Work item.
All entries below are to be duplicated verbatim.
•••
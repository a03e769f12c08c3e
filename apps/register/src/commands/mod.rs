//! # Command Handlers
//!
//! One module per screen of the original register. Every handler takes the
//! [`crate::state::AppContext`], validates, delegates to pawshop-core /
//! pawshop-store, and returns the text to show the operator.
//!
//! Handlers never prompt: confirmation of destructive actions (delete,
//! cancel sale, restore backup) happens in the shell BEFORE the handler is
//! called, and the handlers perform the mutation unconditionally.

pub mod cart;
pub mod config;
pub mod customer;
pub mod product;
pub mod report;
pub mod sale;

use crate::error::ShellError;

/// What every command returns: text for the operator.
pub type CommandResult = Result<String, ShellError>;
•••
Result.
repository a03e769f12c08c3e
filename apps/register/src/commands/mod.rs
//! # Command Handlers
//!
//! One module per screen of the original register. Every handler takes the
//! [`crate::state::AppContext`], validates, delegates to pawshop-core /
//! pawshop-store, and returns the text to show the operator.
//!
//! Handlers never prompt: confirmation of destructive actions (delete,
//! cancel sale, restore backup) happens in the shell BEFORE the handler is
//! called, and the handlers perform the mutation unconditionally.

pub mod cart;
pub mod config;
pub mod customer;
pub mod product;
pub mod report;
pub mod sale;

use crate::error::ShellError;

/// What every command returns: text for the operator.
pub type CommandResult = Result<String, ShellError>;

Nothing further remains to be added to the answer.